In my final dream of the night, I was explaining to a group of rapt visitors that “Come, thou fount of every blessing” was the official hymn of Stanford University — an idea no doubt provoked by the fact that my Apple Music was at the time playing a series of performances of this very hymn (most often set in the US to the tune NETTLETON), of which I am very fond. As it turns out, in addition to an official fight song, Stanford does have an official hymn, its alma mater, “Hail, Stanford Hail” (which is rarely played — deservedly so, in my opinion — except that it’s obligatory at Commencement). Meanwhile, though I have hymn resources from three largely separate traditions and have consulted hymn repositories, there appears to be no tune named STANFORD (STAMFORD is something else entirely), despite the fact that the prolific Anglo-Irish composer Charles Villiers Stanford wrote a number of hymn tunes, among them the often-set ENGELBERG.

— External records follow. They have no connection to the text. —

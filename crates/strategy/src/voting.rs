//! Minority / majority color voting over a small candle window.
//!
//! `Doji` candles count toward neither side, so a window such as
//! `[Green, Red, Doji]` is a tie and yields `Signal::None`.

use common::{Color, Signal};

fn tally(colors: &[Color]) -> (usize, usize) {
    colors.iter().fold((0, 0), |(green, red), c| match c {
        Color::Green => (green + 1, red),
        Color::Red => (green, red + 1),
        Color::Doji => (green, red),
    })
}

/// Bet on the color that appeared least: `Call` when green is the minority.
pub fn minority(colors: &[Color]) -> Signal {
    let (green, red) = tally(colors);
    if green < red {
        Signal::Call
    } else if red < green {
        Signal::Put
    } else {
        Signal::None
    }
}

/// Bet on the color that appeared most: `Call` when green is the majority.
pub fn majority(colors: &[Color]) -> Signal {
    let (green, red) = tally(colors);
    if green > red {
        Signal::Call
    } else if red > green {
        Signal::Put
    } else {
        Signal::None
    }
}
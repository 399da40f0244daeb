use serde::{Deserialize, Serialize};

use common::{Error, Result};

/// Strategy selection file (TOML).
///
/// Example `config/strategies.toml`:
/// ```toml
/// [[strategy]]
/// type = "mhi1"
///
/// [[strategy]]
/// type = "seven_flip"
/// name = "Seven Flip (M1)"
/// ```
#[derive(Debug, Clone, Deserialize, Serialize)]
pub struct StrategyFileConfig {
    #[serde(rename = "strategy", default)]
    pub strategies: Vec<StrategyConfig>,
}

#[derive(Debug, Clone, Deserialize, Serialize)]
pub struct StrategyConfig {
    /// Catalog identifier, e.g. "mhi1" or "torres_gemeas".
    #[serde(rename = "type")]
    pub strategy_type: String,
    /// Display name override; the catalog name is used when absent.
    #[serde(default)]
    pub name: Option<String>,
}

impl StrategyFileConfig {
    /// Load from a TOML file.
    pub fn load(path: &str) -> Result<Self> {
        let content = std::fs::read_to_string(path)?;
        Self::parse(&content)
            .map_err(|e| Error::Config(format!("Failed to parse strategy config at '{path}': {e}")))
    }

    pub fn parse(content: &str) -> Result<Self> {
        toml::from_str(content).map_err(|e| Error::Config(e.to_string()))
    }
}
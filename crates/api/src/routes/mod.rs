mod api;
mod health;
mod static_files;

pub use api::api_router;
pub use health::health_router;
pub use static_files::static_router;
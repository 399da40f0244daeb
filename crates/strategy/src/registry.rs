use tracing::info;

use common::{Error, Result};

use crate::catalog::{self, catalog_ids};
use crate::config::{StrategyConfig, StrategyFileConfig};
use crate::Strategy;

/// Holds the active strategy instances in presentation order.
///
/// Built once at startup; the cataloger shares it read-only across cycles.
pub struct StrategyRegistry {
    strategies: Vec<Box<dyn Strategy>>,
}

impl StrategyRegistry {
    /// Every catalog strategy under its catalog name.
    pub fn catalog() -> Self {
        let strategies = catalog::catalog()
            .into_iter()
            .map(|s| Box::new(s) as Box<dyn Strategy>)
            .collect();
        Self::from_strategies(strategies)
    }

    /// Build the registry from a selection file, failing on unknown strategy types.
    pub fn from_config(file_cfg: &StrategyFileConfig) -> Result<Self> {
        if file_cfg.strategies.is_empty() {
            return Err(Error::Config("strategy config selects no strategies".into()));
        }
        let strategies = file_cfg
            .strategies
            .iter()
            .map(build_strategy)
            .collect::<Result<Vec<_>>>()?;
        Ok(Self::from_strategies(strategies))
    }

    /// Full catalog when `path` is `None`, otherwise the file's selection.
    pub fn load(path: Option<&str>) -> Result<Self> {
        match path {
            Some(path) => Self::from_config(&StrategyFileConfig::load(path)?),
            None => Ok(Self::catalog()),
        }
    }

    pub fn from_strategies(strategies: Vec<Box<dyn Strategy>>) -> Self {
        for strategy in &strategies {
            info!(
                id = %strategy.id(),
                name = %strategy.name(),
                min_history = strategy.min_history(),
                "Registered strategy"
            );
        }
        Self { strategies }
    }

    pub fn strategies(&self) -> &[Box<dyn Strategy>] {
        &self.strategies
    }

    pub fn len(&self) -> usize {
        self.strategies.len()
    }

    pub fn is_empty(&self) -> bool {
        self.strategies.is_empty()
    }
}

// ─── Strategy builders ────────────────────────────────────────────────────────

fn build_strategy(cfg: &StrategyConfig) -> Result<Box<dyn Strategy>> {
    let strategy = catalog::by_id(&cfg.strategy_type).ok_or_else(|| {
        Error::Config(format!(
            "unknown strategy type '{}' (expected one of: {})",
            cfg.strategy_type,
            catalog_ids().collect::<Vec<_>>().join(", ")
        ))
    })?;
    Ok(match &cfg.name {
        Some(name) => Box::new(strategy.with_name(name.clone())),
        None => Box::new(strategy),
    })
}
use crate::{Error, Result, MIN_CANDLES};

const DEFAULT_INSTRUMENTS: &str = "BTCUSDT,ETHUSDT,BNBUSDT,SOLUSDT,XRPUSDT";
const DEFAULT_BINANCE_URL: &str = "https://api.binance.com";

/// Deepest martingale recovery the engine accepts.
pub const MAX_MARTINGALE_DEPTH: usize = 5;

/// All configuration loaded from environment variables at startup.
/// Every variable has a default; malformed values are reported as `Error::Config`.
#[derive(Debug, Clone)]
pub struct Config {
    // Instruments
    pub base_instruments: Vec<String>,
    /// Also catalogue a `<SYMBOL>-OTC` variant of every base symbol.
    pub include_otc: bool,

    // Candle window
    pub timeframe_secs: u32,
    pub candle_count: usize,

    // Backtest
    pub martingale_depth: usize,

    // Scheduling
    pub refresh_secs: u64,

    // Dashboard
    pub dashboard_port: u16,

    // Provider
    pub binance_base_url: String,

    // Optional strategy selection file
    pub strategy_config_path: Option<String>,
}

impl Default for Config {
    fn default() -> Self {
        Self {
            base_instruments: split_list(DEFAULT_INSTRUMENTS),
            include_otc: false,
            timeframe_secs: 60,
            candle_count: 240,
            martingale_depth: 2,
            refresh_secs: 120,
            dashboard_port: 5000,
            binance_base_url: DEFAULT_BINANCE_URL.to_string(),
            strategy_config_path: None,
        }
    }
}

impl Config {
    /// Load all configuration from environment variables.
    /// Loads `.env` if present.
    pub fn from_env() -> Result<Self> {
        let _ = dotenvy::dotenv(); // ignore error if .env not present
        Self::from_lookup(|key| std::env::var(key).ok())
    }

    /// Build the config from any key lookup; `from_env` passes the process env.
    pub fn from_lookup<F>(lookup: F) -> Result<Self>
    where
        F: Fn(&str) -> Option<String>,
    {
        let defaults = Self::default();

        let base_instruments = match lookup("CATALOG_INSTRUMENTS") {
            Some(list) => split_list(&list),
            None => defaults.base_instruments,
        };
        if base_instruments.is_empty() {
            return Err(Error::Config("CATALOG_INSTRUMENTS is empty".into()));
        }

        let include_otc = match lookup("CATALOG_INCLUDE_OTC") {
            Some(v) => parse_bool("CATALOG_INCLUDE_OTC", &v)?,
            None => defaults.include_otc,
        };

        let timeframe_secs = parse_or("CATALOG_TIMEFRAME_SECS", &lookup, defaults.timeframe_secs)?;
        if timeframe_secs == 0 {
            return Err(Error::Config("CATALOG_TIMEFRAME_SECS must be positive".into()));
        }

        let candle_count = parse_or("CATALOG_CANDLE_COUNT", &lookup, defaults.candle_count)?;
        if candle_count < MIN_CANDLES {
            return Err(Error::Config(format!(
                "CATALOG_CANDLE_COUNT must be at least {MIN_CANDLES}, got {candle_count}"
            )));
        }

        let martingale_depth =
            parse_or("CATALOG_MARTINGALE_DEPTH", &lookup, defaults.martingale_depth)?;
        if martingale_depth > MAX_MARTINGALE_DEPTH {
            return Err(Error::Config(format!(
                "CATALOG_MARTINGALE_DEPTH must be at most {MAX_MARTINGALE_DEPTH}, got {martingale_depth}"
            )));
        }

        let refresh_secs = parse_or("CATALOG_REFRESH_SECS", &lookup, defaults.refresh_secs)?;
        if refresh_secs == 0 {
            return Err(Error::Config("CATALOG_REFRESH_SECS must be positive".into()));
        }

        Ok(Config {
            base_instruments,
            include_otc,
            timeframe_secs,
            candle_count,
            martingale_depth,
            refresh_secs,
            dashboard_port: parse_or("DASHBOARD_PORT", &lookup, defaults.dashboard_port)?,
            binance_base_url: lookup("BINANCE_BASE_URL")
                .map(|u| u.trim_end_matches('/').to_string())
                .unwrap_or(defaults.binance_base_url),
            strategy_config_path: lookup("STRATEGY_CONFIG_PATH").filter(|p| !p.trim().is_empty()),
        })
    }

    /// Base symbols followed by their OTC variants when enabled.
    pub fn instruments(&self) -> Vec<String> {
        let mut all = self.base_instruments.clone();
        if self.include_otc {
            all.extend(self.base_instruments.iter().map(|s| format!("{s}-OTC")));
        }
        all
    }
}

fn split_list(raw: &str) -> Vec<String> {
    raw.split(',')
        .map(|s| s.trim().to_uppercase())
        .filter(|s| !s.is_empty())
        .collect()
}

fn parse_bool(key: &str, raw: &str) -> Result<bool> {
    match raw.trim().to_lowercase().as_str() {
        "1" | "true" | "yes" | "on" => Ok(true),
        "0" | "false" | "no" | "off" => Ok(false),
        other => Err(Error::Config(format!("{key} must be a boolean, got '{other}'"))),
    }
}

fn parse_or<T, F>(key: &str, lookup: &F, default: T) -> Result<T>
where
    T: std::str::FromStr,
    F: Fn(&str) -> Option<String>,
{
    match lookup(key) {
        Some(raw) => raw
            .trim()
            .parse()
            .map_err(|_| Error::Config(format!("{key} has an invalid value: '{raw}'"))),
        None => Ok(default),
    }
}
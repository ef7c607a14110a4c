use std::collections::{BTreeMap, HashMap};
use std::path::Path;

use async_trait::async_trait;
use bollard::{
    container::{
        Config, CreateContainerOptions, InspectContainerOptions, ListContainersOptions,
        RemoveContainerOptions, StartContainerOptions, StopContainerOptions,
    },
    image::CreateImageOptions,
    models::{ContainerSummary, HostConfig, Network, PortBinding, ResourcesUlimits},
    network::{CreateNetworkOptions, ListNetworksOptions},
    volume::{ListVolumesOptions, RemoveVolumeOptions},
    Docker, API_DEFAULT_VERSION,
};
use futures::TryStreamExt;
use tracing::{debug, info};

use super::cli::{self, args};
use super::ports::{format_port, parse_port_output};
use super::{ContainerRecord, ContainerRuntime, ExecOutput, PortSpec, RunContainerOptions};
use crate::{Error, Result};

const CONNECT_TIMEOUT_SECS: u64 = 120;
const STOP_TIMEOUT_SECS: i64 = 10;

// Docker backend: API client for structured calls, the `docker` CLI for
// exec, cp, save and as a port lookup fallback.
pub struct DockerRuntime {
    docker: Docker,
    socket: String,
}

impl DockerRuntime {
    pub async fn connect(socket: &str) -> Result<Self> {
        if socket.is_empty() {
            return Err(Error::detection("docker socket not specified"));
        }

        let docker = if socket.starts_with("unix://") {
            Docker::connect_with_unix(socket, CONNECT_TIMEOUT_SECS, API_DEFAULT_VERSION)?
        } else if socket.starts_with("tcp://") || socket.starts_with("http://") {
            Docker::connect_with_http(socket, CONNECT_TIMEOUT_SECS, API_DEFAULT_VERSION)?
        } else {
            return Err(Error::detection(format!(
                "unsupported docker host {}; use a unix:// or tcp:// address",
                socket
            )));
        };

        // Test Docker connection
        docker.ping().await?;
        info!("Connected to Docker daemon at {}", socket);

        Ok(Self {
            docker,
            socket: socket.to_string(),
        })
    }

    fn cli_env(&self) -> Vec<(String, String)> {
        vec![("DOCKER_HOST".to_string(), self.socket.clone())]
    }

    async fn pull_image(&self, image: &str) -> Result<()> {
        debug!("Pulling image {}", image);
        let (from_image, tag) = split_image_ref(image);
        let options = CreateImageOptions {
            from_image,
            tag,
            ..Default::default()
        };
        self.docker
            .create_image(Some(options), None, None)
            .try_collect::<Vec<_>>()
            .await?;
        Ok(())
    }

    async fn find_containers(&self, name: &str, all: bool) -> Result<Vec<ContainerSummary>> {
        let filters = HashMap::from([("name".to_string(), vec![format!("^{}$", name)])]);
        let containers = self
            .docker
            .list_containers(Some(ListContainersOptions {
                all,
                filters,
                ..Default::default()
            }))
            .await?;
        Ok(containers)
    }
}

#[async_trait]
impl ContainerRuntime for DockerRuntime {
    fn name(&self) -> &str {
        "docker"
    }

    async fn run_container(&self, opts: &RunContainerOptions) -> Result<String> {
        if !opts.image.is_empty() {
            self.pull_image(&opts.image).await?;
        }

        let mut exposed_ports = HashMap::new();
        let mut port_bindings: HashMap<String, Option<Vec<PortBinding>>> = HashMap::new();
        for port in &opts.publish {
            exposed_ports.insert(port.key(), HashMap::new());
            let host_ip = if port.host_ip.is_empty() {
                "0.0.0.0".to_string()
            } else {
                port.host_ip.clone()
            };
            let binding = PortBinding {
                host_ip: Some(host_ip),
                host_port: (port.host_port != 0).then(|| port.host_port.to_string()),
            };
            if let Some(bindings) = port_bindings.entry(port.key()).or_insert_with(|| Some(Vec::new())) {
                bindings.push(binding);
            }
        }

        let host_config = HostConfig {
            privileged: Some(opts.privileged),
            security_opt: (!opts.security_opt.is_empty()).then(|| opts.security_opt.clone()),
            tmpfs: (!opts.tmpfs.is_empty())
                .then(|| opts.tmpfs.clone().into_iter().collect::<HashMap<_, _>>()),
            binds: Some(opts.binds()),
            port_bindings: (!port_bindings.is_empty()).then_some(port_bindings),
            network_mode: (!opts.network.is_empty()).then(|| opts.network.clone()),
            // k0s needs unlimited memlock for eBPF
            ulimits: Some(vec![ResourcesUlimits {
                name: Some("memlock".to_string()),
                soft: Some(-1),
                hard: Some(-1),
            }]),
            ..Default::default()
        };

        let config = Config {
            image: Some(opts.image.clone()),
            cmd: Some(opts.args.clone()),
            env: Some(opts.env_strings()),
            labels: Some(opts.labels.clone().into_iter().collect()),
            hostname: (!opts.hostname.is_empty()).then(|| opts.hostname.clone()),
            tty: Some(true),
            exposed_ports: (!exposed_ports.is_empty()).then_some(exposed_ports),
            host_config: Some(host_config),
            ..Default::default()
        };

        let options = CreateContainerOptions {
            name: opts.name.clone(),
            ..Default::default()
        };

        info!("Creating container {} with image {}", opts.name, opts.image);
        let created = self.docker.create_container(Some(options), config).await?;

        info!("Starting container {}", opts.name);
        self.docker
            .start_container(&created.id, None::<StartContainerOptions<String>>)
            .await?;

        Ok(created.id)
    }

    async fn container_exists(&self, name: &str) -> Result<bool> {
        Ok(!self.find_containers(name, true).await?.is_empty())
    }

    async fn container_is_running(&self, name: &str) -> Result<bool> {
        Ok(!self.find_containers(name, false).await?.is_empty())
    }

    async fn stop_container(&self, name: &str) -> Result<()> {
        self.docker
            .stop_container(name, Some(StopContainerOptions { t: STOP_TIMEOUT_SECS }))
            .await?;
        Ok(())
    }

    async fn remove_container(&self, name: &str) -> Result<()> {
        self.docker
            .remove_container(
                name,
                Some(RemoveContainerOptions {
                    force: true,
                    ..Default::default()
                }),
            )
            .await?;
        Ok(())
    }

    async fn exec_in_container(&self, name: &str, command: &[String]) -> Result<ExecOutput> {
        let mut argv = args(["exec", name]);
        argv.extend(command.iter().cloned());
        cli::run("docker", &argv, &self.cli_env()).await
    }

    async fn get_port_mapping(
        &self,
        name: &str,
        container_port: u16,
        protocol: &str,
    ) -> Result<(String, u16)> {
        let key = PortSpec {
            protocol: protocol.to_string(),
            ..PortSpec::tcp(container_port)
        }
        .key();

        let inspect = self
            .docker
            .inspect_container(name, None::<InspectContainerOptions>)
            .await?;
        let binding = inspect
            .network_settings
            .and_then(|settings| settings.ports)
            .and_then(|mut ports| ports.remove(&key))
            .flatten()
            .and_then(|bindings| bindings.into_iter().next());
        if let Some(binding) = binding {
            let port = binding
                .host_port
                .as_deref()
                .and_then(|p| p.parse::<u16>().ok())
                .unwrap_or(0);
            if port != 0 {
                return Ok((binding.host_ip.unwrap_or_default(), port));
            }
        }

        debug!("Inspect has no binding for {} on {}, asking the CLI", key, name);
        let out = cli::run("docker", &args(["port", name, key.as_str()]), &self.cli_env()).await?;
        if out.success() {
            if let Some(mapping) = parse_port_output(&out.stdout) {
                return Ok(mapping);
            }
        }
        Err(Error::PortMappingNotFound {
            container: name.to_string(),
            port: container_port,
        })
    }

    async fn volume_exists(&self, name: &str) -> Result<bool> {
        let filters = HashMap::from([("name".to_string(), vec![name.to_string()])]);
        let volumes = self
            .docker
            .list_volumes(Some(ListVolumesOptions { filters }))
            .await?;
        // The name filter matches substrings.
        Ok(volumes
            .volumes
            .unwrap_or_default()
            .iter()
            .any(|v| v.name == name))
    }

    async fn remove_volume(&self, name: &str) -> Result<()> {
        self.docker
            .remove_volume(name, Some(RemoveVolumeOptions { force: true }))
            .await?;
        Ok(())
    }

    async fn list_containers_by_label(
        &self,
        selector: &BTreeMap<String, String>,
        include_stopped: bool,
    ) -> Result<Vec<ContainerRecord>> {
        let labels = selector.iter().map(|(k, v)| format!("{}={}", k, v)).collect();
        let filters = HashMap::from([("label".to_string(), labels)]);
        let containers = self
            .docker
            .list_containers(Some(ListContainersOptions {
                all: include_stopped,
                filters,
                ..Default::default()
            }))
            .await?;
        Ok(containers.into_iter().map(record_from_summary).collect())
    }

    async fn copy_to_container(&self, name: &str, src: &Path, dst: &str) -> Result<()> {
        let target = format!("{}:{}", name, dst);
        let argv = args(["cp".to_string(), src.to_string_lossy().into_owned(), target]);
        cli::run_checked("docker", &argv, &self.cli_env(), "docker cp").await?;
        Ok(())
    }

    async fn save_image_to_tar(&self, image: &str, tar_path: &Path) -> Result<()> {
        let argv = args([
            "save".to_string(),
            "-o".to_string(),
            tar_path.to_string_lossy().into_owned(),
            image.to_string(),
        ]);
        cli::run_checked("docker", &argv, &self.cli_env(), "docker save").await?;
        Ok(())
    }

    async fn ensure_network(&self, name: &str) -> Result<()> {
        if name.trim().is_empty() {
            return Ok(());
        }
        let filters = HashMap::from([("name".to_string(), vec![name.to_string()])]);
        let networks = self
            .docker
            .list_networks(Some(ListNetworksOptions { filters }))
            .await?;
        if has_network(&networks, name) {
            debug!("Network {} already exists", name);
            return Ok(());
        }

        info!("Creating network {}", name);
        self.docker
            .create_network(CreateNetworkOptions {
                name: name.to_string(),
                driver: "bridge".to_string(),
                check_duplicate: true,
                ..Default::default()
            })
            .await?;
        Ok(())
    }
}

fn record_from_summary(c: ContainerSummary) -> ContainerRecord {
    let name = c
        .names
        .as_ref()
        .and_then(|names| names.first())
        .map(|n| n.trim_start_matches('/').to_string())
        .unwrap_or_default();
    let ports = c
        .ports
        .unwrap_or_default()
        .iter()
        .map(|p| {
            let proto = p.typ.as_ref().map(|t| t.to_string()).unwrap_or_default();
            format_port(
                p.ip.as_deref().unwrap_or_default(),
                p.public_port.unwrap_or(0),
                p.private_port,
                &proto,
            )
        })
        .collect::<Vec<_>>()
        .join(", ");

    ContainerRecord {
        id: c.id.unwrap_or_default(),
        name,
        image: c.image.unwrap_or_default(),
        status: c.status.unwrap_or_default(),
        ports,
        created: c.created.unwrap_or(0),
        labels: c.labels.unwrap_or_default(),
    }
}

// The engine's name filter matches substrings, so only an exact name counts.
pub fn has_network(networks: &[Network], name: &str) -> bool {
    networks.iter().any(|n| n.name.as_deref() == Some(name))
}

// Splits an image reference into the repository and tag the create-image
// call expects. A missing tag means `latest`; digests are passed whole.
pub fn split_image_ref(image: &str) -> (String, String) {
    if image.contains('@') {
        return (image.to_string(), String::new());
    }
    let slash = image.rfind('/').map(|i| i + 1).unwrap_or(0);
    match image[slash..].rfind(':') {
        Some(colon) => {
            let colon = slash + colon;
            (image[..colon].to_string(), image[colon + 1..].to_string())
        }
        None => (image.to_string(), "latest".to_string()),
    }
}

So there is in fact a Stanford (University) hymn and a number of (C. V.) Stanford hymns, but no STANFORD hymn (tune).
Come Thou fount. Examined in some detail in my 12/23/11 posting “Come Thou Fount”, with its vividly worded text (by Robert Robinson, 1757), beginning:
(#1) In the Sacred Harp (1991 Denson Revision) shapenote hymnbook with four tune settings, none of them the familiar one in the US, NETTLETON; two of them are rousing shouting songs, in accord with the passionate text
Stanford songs. From Wikipedia:
Come Join The Band is the official fight song of Stanford University. The lyrics were written in 1907 by screenwriter and playwright Aurania Rouverol, then a student at Stanford, and are set to the trio from Robert Browne Hall’s New Colonial March. Although Come Join the Band remains Stanford’s official fight song, the Stanford Band nowadays plays All Right Now as their usual fight song at football games.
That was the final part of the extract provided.